Just over 1 percent of people taking Alirocumab reported neurocognitive adverse events, such as memory impairment and confusion.

Both PCSK9 inhibitors and statins are often used to help lower LDL cholesterol, especially when statins or lifestyle changes haven’t helped lower LDL cholesterol.

A 2017 review in the World Journal of Cardiology suggested that using PCSK9 inhibitors could help lower LDL cholesterol levels in the blood by 50 percent or more above that achieved by statins alone.

PCSK9 are delivered as injections that directly affect the activity of the PCSK9 gene. Statins taken as oral tablets or capsule can:

  • block HMG-CoA reductase, an enzyme that your liver uses to make cholesterol
  • help your body reabsorb built-up cholesterol deposits from your arteries

Affordable brand name and generic statins are available as prescriptions. PCSK9 inhibitors require injections every 2 to 4 weeks in a medical facility and may be more costly since there aren’t generic versions of these medications.

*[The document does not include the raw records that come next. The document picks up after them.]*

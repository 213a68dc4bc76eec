//! Presence tracker.
//!
//! Writes are optimistic: `connect` and `heartbeat` mark a user online and
//! `disconnect` marks them offline. Readers then discount any record whose
//! last heartbeat is older than the presence TTL, which covers clients that
//! vanish without ever saying goodbye.

use std::sync::Arc;

use chrono::{DateTime, Duration, Utc};
use serde::Serialize;
use tracing::warn;

use bazaar_shared::types::UserId;
use bazaar_store::{PresenceRecord, PresenceState};

use crate::error::Result;
use crate::notifier::Notifier;
use crate::store::Store;

/// Presence as a reader should show it.
#[derive(Debug, Clone, PartialEq, Eq, Serialize)]
pub struct PresenceView {
    pub user_id: UserId,
    pub state: PresenceState,
    /// `None` if the user has never connected.
    pub last_seen: Option<DateTime<Utc>>,
}

impl PresenceView {
    pub fn is_online(&self) -> bool {
        self.state == PresenceState::Online
    }
}

/// Apply the TTL to a stored record.
pub fn effective_state(record: &PresenceRecord, now: DateTime<Utc>, ttl: Duration) -> PresenceState {
    match record.state {
        PresenceState::Online if now - record.last_seen <= ttl => PresenceState::Online,
        _ => PresenceState::Offline,
    }
}

#[derive(Clone)]
pub struct PresenceTracker {
    store: Store,
    notifier: Arc<Notifier>,
    ttl: Duration,
}

impl PresenceTracker {
    pub fn new(store: Store, notifier: Arc<Notifier>, ttl: Duration) -> Self {
        Self {
            store,
            notifier,
            ttl,
        }
    }

    pub fn connect(&self, user: &UserId) -> Result<PresenceView> {
        let record = self.store.with(|db| db.presence_connect(user))?;
        tracing::debug!(user = %user, "connected");
        Ok(self.publish(&record))
    }

    /// Best effort: a lost heartbeat is covered by the next one, so
    /// failures are logged and dropped.
    pub fn heartbeat(&self, user: &UserId) {
        match self.store.with(|db| db.presence_heartbeat(user)) {
            Ok(record) => {
                self.publish(&record);
            }
            Err(e) => warn!(user = %user, error = %e, "heartbeat dropped"),
        }
    }

    pub fn disconnect(&self, user: &UserId) -> Result<PresenceView> {
        let record = self.store.with(|db| db.presence_disconnect(user))?;
        tracing::debug!(user = %user, "disconnected");
        Ok(self.publish(&record))
    }

    pub fn presence(&self, user: &UserId) -> Result<PresenceView> {
        let record = self.store.find(|db| db.get_presence(user))?;
        Ok(match record {
            Some(record) => self.view(&record),
            None => PresenceView {
                user_id: user.clone(),
                state: PresenceState::Offline,
                last_seen: None,
            },
        })
    }

    fn view(&self, record: &PresenceRecord) -> PresenceView {
        PresenceView {
            user_id: record.user_id.clone(),
            state: effective_state(record, self.store.now(), self.ttl),
            last_seen: Some(record.last_seen),
        }
    }

    fn publish(&self, record: &PresenceRecord) -> PresenceView {
        let view = self.view(record);
        self.notifier.publish_presence(&view);
        view
    }
}

#[cfg(test)]
mod tests {
    use bazaar_shared::clock::ManualClock;
    use bazaar_store::Database;

    use super::*;
    use crate::notifier::{Scope, Update};

    fn setup() -> (PresenceTracker, Arc<ManualClock>, Arc<Notifier>) {
        let clock = Arc::new(ManualClock::at_epoch_millis(1_700_000_000_000));
        let db = Database::open_in_memory()
            .unwrap()
            .with_clock(clock.clone());
        let notifier = Arc::new(Notifier::new());
        let tracker = PresenceTracker::new(Store::new(db), notifier.clone(), Duration::seconds(90));
        (tracker, clock, notifier)
    }

    fn user(s: &str) -> UserId {
        UserId::parse(s).unwrap()
    }

    #[test]
    fn test_unknown_user_is_offline() {
        let (tracker, _clock, _notifier) = setup();
        let view = tracker.presence(&user("ghost")).unwrap();
        assert_eq!(view.state, PresenceState::Offline);
        assert_eq!(view.last_seen, None);
    }

    #[test]
    fn test_stale_heartbeat_reads_offline() {
        let (tracker, clock, _notifier) = setup();
        let alice = user("alice");

        assert!(tracker.connect(&alice).unwrap().is_online());

        clock.advance(Duration::seconds(60));
        tracker.heartbeat(&alice);
        clock.advance(Duration::seconds(90));
        assert!(tracker.presence(&alice).unwrap().is_online());

        // Process killed: no disconnect, no more heartbeats.
        clock.advance(Duration::milliseconds(1));
        let view = tracker.presence(&alice).unwrap();
        assert_eq!(view.state, PresenceState::Offline);
        assert!(view.last_seen.is_some());
    }

    #[test]
    fn test_explicit_disconnect_is_immediate() {
        let (tracker, _clock, notifier) = setup();
        let alice = user("alice");
        let mut watcher = notifier.subscribe(user("bob"), Scope::Presence(alice.clone()));

        tracker.connect(&alice).unwrap();
        tracker.disconnect(&alice).unwrap();

        assert!(!tracker.presence(&alice).unwrap().is_online());
        let states: Vec<_> = std::iter::from_fn(|| watcher.updates.try_recv().ok())
            .map(|u| match u {
                Update::Presence { presence } => presence.state,
                other => panic!("unexpected update: {other:?}"),
            })
            .collect();
        assert_eq!(states, [PresenceState::Online, PresenceState::Offline]);
    }

    #[test]
    fn test_effective_state_ignores_ttl_when_offline() {
        let now = Utc::now();
        let record = PresenceRecord {
            user_id: user("alice"),
            state: PresenceState::Offline,
            last_seen: now,
        };
        assert_eq!(
            effective_state(&record, now, Duration::seconds(90)),
            PresenceState::Offline
        );
    }
}
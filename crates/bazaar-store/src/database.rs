//! Database connection management.
//!
//! The [`Database`] struct owns a [`rusqlite::Connection`] plus the clock
//! that stamps every write, and guarantees that migrations are run before
//! any other operation.

use std::path::{Path, PathBuf};
use std::sync::Arc;

use chrono::{DateTime, Utc};
use directories::ProjectDirs;
use rusqlite::Connection;

use bazaar_shared::clock::{Clock, SystemClock};
use bazaar_shared::constants::APP_NAME;

use crate::error::{Result, StoreError};
use crate::migrations;

/// Wrapper around a [`rusqlite::Connection`].
pub struct Database {
    conn: Connection,
    clock: Arc<dyn Clock>,
}

impl Database {
    /// Open (or create) the default application database.
    ///
    /// The database file is placed in the platform-appropriate data directory:
    /// - Linux:   `~/.local/share/bazaar/bazaar.db`
    /// - macOS:   `~/Library/Application Support/com.bazaar.bazaar/bazaar.db`
    /// - Windows: `{FOLDERID_RoamingAppData}\bazaar\bazaar\data\bazaar.db`
    pub fn new() -> Result<Self> {
        let db_path = default_path()?;
        if let Some(dir) = db_path.parent() {
            std::fs::create_dir_all(dir)?;
        }

        tracing::info!(path = %db_path.display(), "opening database");

        Self::open_at(&db_path)
    }

    /// Open (or create) a database at an explicit path.
    pub fn open_at(path: &Path) -> Result<Self> {
        let conn = Connection::open(path)?;
        conn.pragma_update(None, "journal_mode", "WAL")?;
        Self::init(conn)
    }

    /// Open a private in-memory database. Used by tests and embedders.
    pub fn open_in_memory() -> Result<Self> {
        Self::init(Connection::open_in_memory()?)
    }

    fn init(conn: Connection) -> Result<Self> {
        conn.pragma_update(None, "foreign_keys", "ON")?;
        migrations::run_migrations(&conn)?;

        Ok(Self {
            conn,
            clock: Arc::new(SystemClock),
        })
    }

    /// Replace the clock used to stamp writes.
    pub fn with_clock(mut self, clock: Arc<dyn Clock>) -> Self {
        self.clock = clock;
        self
    }

    /// The clock that stamps writes.
    pub fn clock(&self) -> Arc<dyn Clock> {
        self.clock.clone()
    }

    /// Current store time, truncated to the millisecond precision at which
    /// timestamps are persisted.
    pub fn now(&self) -> DateTime<Utc> {
        let now = self.clock.now();
        DateTime::from_timestamp_millis(now.timestamp_millis()).unwrap_or(now)
    }

    /// Return a reference to the underlying `rusqlite::Connection`.
    ///
    /// Callers should prefer the typed helpers, but direct access is
    /// occasionally needed for ad-hoc queries.
    pub fn conn(&self) -> &Connection {
        &self.conn
    }

    /// Return a mutable reference to the underlying connection.
    pub fn conn_mut(&mut self) -> &mut Connection {
        &mut self.conn
    }

    /// Return the filesystem path of the open database (if any).
    pub fn path(&self) -> Option<PathBuf> {
        self.conn
            .path()
            .filter(|p| !p.is_empty())
            .map(PathBuf::from)
    }
}

/// Platform default location of the database file.
pub fn default_path() -> Result<PathBuf> {
    let project_dirs =
        ProjectDirs::from("com", "bazaar", APP_NAME).ok_or(StoreError::NoDataDir)?;
    Ok(project_dirs.data_dir().join("bazaar.db"))
}

// ---------------------------------------------------------------------------
// Column codecs
// ---------------------------------------------------------------------------

/// Timestamps are stored as epoch milliseconds so SQL `MAX()` can merge them.
pub(crate) fn to_millis(ts: &DateTime<Utc>) -> i64 {
    ts.timestamp_millis()
}

pub(crate) fn from_millis(idx: usize, millis: i64) -> rusqlite::Result<DateTime<Utc>> {
    DateTime::from_timestamp_millis(millis).ok_or_else(|| {
        conversion_error(
            idx,
            rusqlite::types::Type::Integer,
            format!("timestamp out of range: {millis}"),
        )
    })
}

pub(crate) fn conversion_error<E>(
    idx: usize,
    ty: rusqlite::types::Type,
    e: E,
) -> rusqlite::Error
where
    E: Into<Box<dyn std::error::Error + Send + Sync + 'static>>,
{
    rusqlite::Error::FromSqlConversionFailure(idx, ty, e.into())
}

/// Parse a text column through a fallible constructor.
pub(crate) fn parse_text<T, E>(
    idx: usize,
    raw: &str,
    parse: impl FnOnce(&str) -> std::result::Result<T, E>,
) -> rusqlite::Result<T>
where
    E: Into<Box<dyn std::error::Error + Send + Sync + 'static>>,
{
    parse(raw).map_err(|e| conversion_error(idx, rusqlite::types::Type::Text, e))
}
//! Per-block state codes stored in the metadata file.

use std::fmt;

/// State of one block as recorded in the metadata file.
///
/// Only [`BlockState::Written`] and [`BlockState::Open`] are candidates for
/// erasing; [`BlockState::Erased`] and [`BlockState::Failed`] are written by
/// a purge run and never leave that state again. Every other code is carried
/// through untouched as [`BlockState::Other`].
#[derive(Debug, Clone, Copy, PartialEq, Eq, Hash)]
pub enum BlockState {
    /// `0x01`
    Written,
    /// `0x02`
    Erased,
    /// `0x04`
    Open,
    /// `0x08`
    Failed,
    Other(u8),
}

impl BlockState {
    pub const fn from_code(code: u8) -> Self {
        match code {
            0x01 => Self::Written,
            0x02 => Self::Erased,
            0x04 => Self::Open,
            0x08 => Self::Failed,
            other => Self::Other(other),
        }
    }

    pub const fn code(self) -> u8 {
        match self {
            Self::Written => 0x01,
            Self::Erased => 0x02,
            Self::Open => 0x04,
            Self::Failed => 0x08,
            Self::Other(code) => code,
        }
    }

    pub const fn is_erasable(self) -> bool {
        matches!(self, Self::Written | Self::Open)
    }
}

impl From<u8> for BlockState {
    fn from(code: u8) -> Self {
        Self::from_code(code)
    }
}

impl fmt::Display for BlockState {
    fn fmt(&self, f: &mut fmt::Formatter<'_>) -> fmt::Result {
        write!(f, "{:#04x}", self.code())
    }
}
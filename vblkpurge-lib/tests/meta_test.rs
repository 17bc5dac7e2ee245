use std::path::Path;

use tempfile::TempDir;
use vblkpurge_lib::backup::{backup, backup_path, content_digest};
use vblkpurge_lib::{BlockState, MetaFile};

#[test]
fn load_then_persist_is_byte_identical() {
    let samples = [
        "nvme0\n\n\n0x01\n0x05\n0x04\n",
        "nvme0\n0x0000000000000000 0x0000000001000000\n17\n0x1\n0X04\n0xff\n02\n",
        "lnvm0n1\nhdr\nhdr\n",
        "nvme1\n\n\n0x001\n0x0004\n",
    ];

    let dir = TempDir::new().unwrap();
    for (i, content) in samples.iter().enumerate() {
        let path = dir.path().join(format!("sample{}.meta", i));
        std::fs::write(&path, content).unwrap();

        MetaFile::load(&path).unwrap().persist(&path).unwrap();

        assert_eq!(std::fs::read_to_string(&path).unwrap(), *content);
    }
}

#[test]
fn persist_leaves_no_temp_files() {
    let dir = TempDir::new().unwrap();
    let path = dir.path().join("nvm.meta");
    std::fs::write(&path, "nvme0\n\n\n0x01\n").unwrap();

    let mut meta = MetaFile::load(&path).unwrap();
    meta.set_state(0, BlockState::Failed).unwrap();
    meta.persist(&path).unwrap();

    assert_eq!(std::fs::read_to_string(&path).unwrap(), "nvme0\n\n\n0x08\n");
    assert_eq!(std::fs::read_dir(dir.path()).unwrap().count(), 1);
}

#[cfg(unix)]
#[test]
fn persist_keeps_permissions() {
    use std::os::unix::fs::PermissionsExt;

    let dir = TempDir::new().unwrap();
    let path = dir.path().join("nvm.meta");
    std::fs::write(&path, "nvme0\n\n\n0x01\n").unwrap();
    std::fs::set_permissions(&path, std::fs::Permissions::from_mode(0o644)).unwrap();

    MetaFile::load(&path).unwrap().persist(&path).unwrap();

    let mode = std::fs::metadata(&path).unwrap().permissions().mode();
    assert_eq!(mode & 0o777, 0o644);
}

#[cfg(unix)]
#[test]
fn persist_writes_through_symlink() {
    let dir = TempDir::new().unwrap();
    let real = dir.path().join("real.meta");
    let link = dir.path().join("nvm.meta");
    std::fs::write(&real, "nvme0\n\n\n0x01\n").unwrap();
    std::os::unix::fs::symlink(&real, &link).unwrap();

    let mut meta = MetaFile::load(&link).unwrap();
    meta.set_state(0, BlockState::Erased).unwrap();
    meta.persist(&link).unwrap();

    assert!(std::fs::symlink_metadata(&link).unwrap().file_type().is_symlink());
    assert_eq!(std::fs::read_to_string(&real).unwrap(), "nvme0\n\n\n0x02\n");
    assert_eq!(std::fs::read_dir(dir.path()).unwrap().count(), 2);
}

#[test]
fn backup_is_a_byte_identical_copy() {
    let dir = TempDir::new().unwrap();
    let path = dir.path().join("nvm.meta");
    let content = "nvme0\n\n\n0x01\n0x05\n";
    std::fs::write(&path, content).unwrap();

    let dst = backup(&path).unwrap();

    assert_eq!(dst.parent(), Some(dir.path()));
    let name = dst.file_name().unwrap().to_str().unwrap();
    assert_eq!(name, format!("nvm_{}.meta", content_digest(content.as_bytes())));
    assert_eq!(std::fs::read_to_string(&dst).unwrap(), content);
}

#[test]
fn backup_name_follows_content() {
    let path = Path::new("/var/lib/nvm/nvm.meta");
    let a = backup_path(path, b"nvme0\n\n\n0x01\n");
    let b = backup_path(path, b"nvme0\n\n\n0x01\n");
    let c = backup_path(path, b"nvme0\n\n\n0x02\n");

    assert_eq!(a, b);
    assert_ne!(a, c);
    assert_eq!(content_digest(b"x").len(), 8);
    assert!(
        content_digest(b"x")
            .chars()
            .all(|ch| ch.is_ascii_hexdigit() && !ch.is_ascii_uppercase())
    );
}
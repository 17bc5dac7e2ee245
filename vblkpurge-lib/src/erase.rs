//! Erasing single blocks with the external vblk utility.
//!
//! [`EraseDriver`] builds the `line_erase` command line for a block and runs
//! it through a [`ProcessRunner`]. The outcome is reported as an
//! [`EraseOutput`]; a non-zero exit is a failed erase, not an error. Only a
//! failure to launch the utility at all surfaces as [`crate::Error::Launch`].

use crate::Result;
use crate::runner::{ProcessOutput, ProcessRunner};
use crate::utils::Utils;

/// Default erase utility.
pub const DEFAULT_PROGRAM: &str = "nvm_vblk";

/// Parallel unit span handed to `line_erase`: channels 0-15, LUNs 0-7.
const LINE_SPAN: [&str; 4] = ["0", "15", "0", "7"];

/// stderr is cut to this many characters in result summaries.
const STDERR_SUMMARY_LEN: usize = 110;

/// Result of one erase attempt.
#[derive(Debug, Clone, Default, PartialEq, Eq)]
pub struct EraseOutput {
    pub exit_code: Option<i32>,
    pub stdout: String,
    pub stderr: String,
}

impl EraseOutput {
    /// Exit status 0. Termination by signal counts as failure.
    pub fn succeeded(&self) -> bool {
        self.exit_code == Some(0)
    }

    /// Lines of stdout mentioning the elapsed time of the erase.
    pub fn elapsed_lines(&self) -> Vec<&str> {
        self.stdout
            .lines()
            .filter(|line| line.to_lowercase().contains("elapsed"))
            .collect()
    }

    /// Single-line digest of the output for reporting.
    pub fn summary(&self) -> String {
        let exit = match self.exit_code {
            Some(code) => code.to_string(),
            None => "signal".to_string(),
        };
        format!(
            "rcode: {}, out: '{}', err: '{}'",
            exit,
            Utils::join_lines(self.elapsed_lines(), None),
            Utils::join_lines(self.stderr.lines(), Some(STDERR_SUMMARY_LEN))
        )
    }
}

impl From<ProcessOutput> for EraseOutput {
    fn from(output: ProcessOutput) -> Self {
        Self {
            exit_code: output.exit_code,
            stdout: output.stdout,
            stderr: output.stderr,
        }
    }
}

/// Invokes `nvm_vblk line_erase` for single blocks.
pub struct EraseDriver<R> {
    runner: R,
    program: String,
    dry_run: bool,
}

impl<R: ProcessRunner> EraseDriver<R> {
    /// Driver for [`DEFAULT_PROGRAM`] that really runs the utility through
    /// `runner`.
    pub fn new(runner: R) -> Self {
        Self {
            runner,
            program: DEFAULT_PROGRAM.to_string(),
            dry_run: false,
        }
    }

    /// Use `program` instead of [`DEFAULT_PROGRAM`], e.g. an absolute path.
    pub fn program(mut self, program: impl Into<String>) -> Self {
        self.program = program.into();
        self
    }

    /// When set, [`EraseDriver::erase`] never calls the runner.
    pub fn dry_run(mut self, dry_run: bool) -> Self {
        self.dry_run = dry_run;
        self
    }

    fn args(&self, device: &str, block: usize) -> Vec<String> {
        let mut args = vec!["line_erase".to_string(), device.to_string()];
        args.extend(LINE_SPAN.iter().map(|s| s.to_string()));
        args.push(block.to_string());
        args
    }

    /// Full command line that erases `block` on `device`.
    pub fn command_line(&self, device: &str, block: usize) -> Vec<String> {
        let mut cmd = vec![self.program.clone()];
        cmd.extend(self.args(device, block));
        cmd
    }

    /// Erase `block` on `device`, blocking until the utility exits.
    ///
    /// In dry-run mode nothing is spawned and a successful, silent result is
    /// returned.
    pub fn erase(&self, device: &str, block: usize) -> Result<EraseOutput> {
        let args = self.args(device, block);
        tracing::debug!("{} {}", self.program, args.join(" "));

        if self.dry_run {
            return Ok(ProcessOutput::success().into());
        }

        let output = self.runner.run(&self.program, &args)?;
        Ok(output.into())
    }
}
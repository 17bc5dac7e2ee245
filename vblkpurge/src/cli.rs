use anyhow::{Context, Result, anyhow, bail};
use clap::Parser;
use std::path::PathBuf;
use vblkpurge_lib::{PersistMode, PurgeConfig};

use crate::config::PurgeToolConfig;

#[derive(Parser, Debug)]
#[command(author, version, about = "vblk purging", long_about = None)]
pub struct Cli {
    /// JSON configuration file path
    #[arg(long = "config", short = 'f')]
    pub config: Option<String>,

    /// Path to the block metadata file (`~` and $VARS are expanded)
    #[arg(long = "mpath")]
    pub mpath: Option<String>,

    /// Print the erase commands without running them or updating the metadata file
    #[arg(long = "dry")]
    pub dry: bool,

    /// When to rewrite the metadata file (default: per_block)
    #[arg(long = "persist", value_enum)]
    pub persist: Option<PersistMode>,

    /// Erase utility to invoke (default: nvm_vblk)
    #[arg(long = "program")]
    pub program: Option<String>,

    /// Prefix joined with the device name from the metadata file (default: /dev/)
    #[arg(long = "device-prefix")]
    pub device_prefix: Option<String>,

    /// Suppress progress and report output
    #[arg(short = 'q', long = "quiet")]
    pub quiet: bool,
}

#[derive(Debug)]
pub struct MergedConfig {
    pub purge: PurgeConfig,
    pub quiet: bool,
}

/// Expand `~` and environment variables in `raw` and make it absolute.
pub fn expand_path(raw: &str) -> Result<PathBuf> {
    expand_path_with(raw, || std::env::var("HOME").ok(), |var| {
        std::env::var(var).map(Some)
    })
}

/// Like [`expand_path`], with the home directory and variables taken from the
/// given lookups. An undefined variable is an error.
fn expand_path_with<H, L, E>(raw: &str, home_dir: H, lookup: L) -> Result<PathBuf>
where
    H: FnOnce() -> Option<String>,
    L: FnMut(&str) -> std::result::Result<Option<String>, E>,
    E: std::error::Error + Send + Sync + 'static,
{
    let expanded = shellexpand::full_with_context(raw, home_dir, lookup)
        .with_context(|| format!("Failed to expand path '{}'", raw))?;
    std::path::absolute(&*expanded)
        .with_context(|| format!("Failed to resolve path '{}'", expanded))
}

/// Merge CLI arguments with configuration file, CLI args take precedence
pub fn merge_config(args: &Cli, config: Option<PurgeToolConfig>) -> Result<MergedConfig> {
    let base_config = config.unwrap_or_else(PurgeToolConfig::with_defaults);

    let Some(raw_mpath) = args.mpath.clone().or_else(|| base_config.mpath.clone()) else {
        bail!("Metadata path must be specified either via --mpath or in config file");
    };
    if raw_mpath.trim().is_empty() {
        bail!("Metadata path must not be empty");
    }
    let mpath = expand_path(&raw_mpath)?;

    let persist = match args.persist {
        Some(p) => p,
        None => base_config
            .parse_persist()
            .map_err(|e| anyhow!("Invalid persist mode in config: {}", e))?,
    };

    let program = args
        .program
        .clone()
        .unwrap_or_else(|| base_config.program.clone());
    if program.trim().is_empty() {
        bail!("Erase program must not be empty");
    }

    let device_prefix = args
        .device_prefix
        .clone()
        .unwrap_or_else(|| base_config.device_prefix.clone());

    Ok(MergedConfig {
        purge: PurgeConfig {
            mpath,
            dry_run: args.dry || base_config.dry,
            persist,
            program,
            device_prefix,
        },
        quiet: args.quiet || base_config.quiet,
    })
}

Most people can take statins, but side effects like digestive problems and muscle pain may make it difficult for some people to tolerate. PCSK9 inhibitors may provide another option for people with LDL cholesterol who are at high risk of heart disease but can’t tolerate statins.

Talk to a doctor about how statins work in the long term and how they may affect you. Research is still not conclusive as to how PCSK9 inhibitors will affect cardiovascular events over time.

PCSK9 inhibitors aren’t usually a first-line treatment for lowering LDL cholesterol. They’re often taken alongside other treatments like statins, or are used when other medications haven’t worked.

A doctor may prescribe a PCSK9 inhibitor if you’ve already been prescribed two different treatments to lower LDL cholesterol and your LDL cholesterol is still high. In many cases, this will likely include a statin or medications like bile acid resins.

You may also be prescribed a PCSK9 inhibitor if you have a condition called familial hypercholesterolemia. This is a genetic condition that can result in high cholesterol levels that require medication.

The U.S. Centers for Disease Control and Prevention (CDC) estimate that 93 million adults in the United States have high LDL cholesterol. Statins are currently used as a first-line treatment for people who have trouble controlling their cholesterol through lifestyle changes like diet and exercise.

PCSK9 inhibitors are an injectable treatment for high LDL cholesterol that may provide a safe alternative for people who can’t take statins or who have genetic conditions that increase the risk of high cholesterol. More research is needed to suggest how effective they are at lowering LDL cholesterol alone by directly disrupting the genetic processes that can reduce LDL receptors in the body.

Talk to a doctor about whether you’re a candidate for these medications and what to expect in the long-term.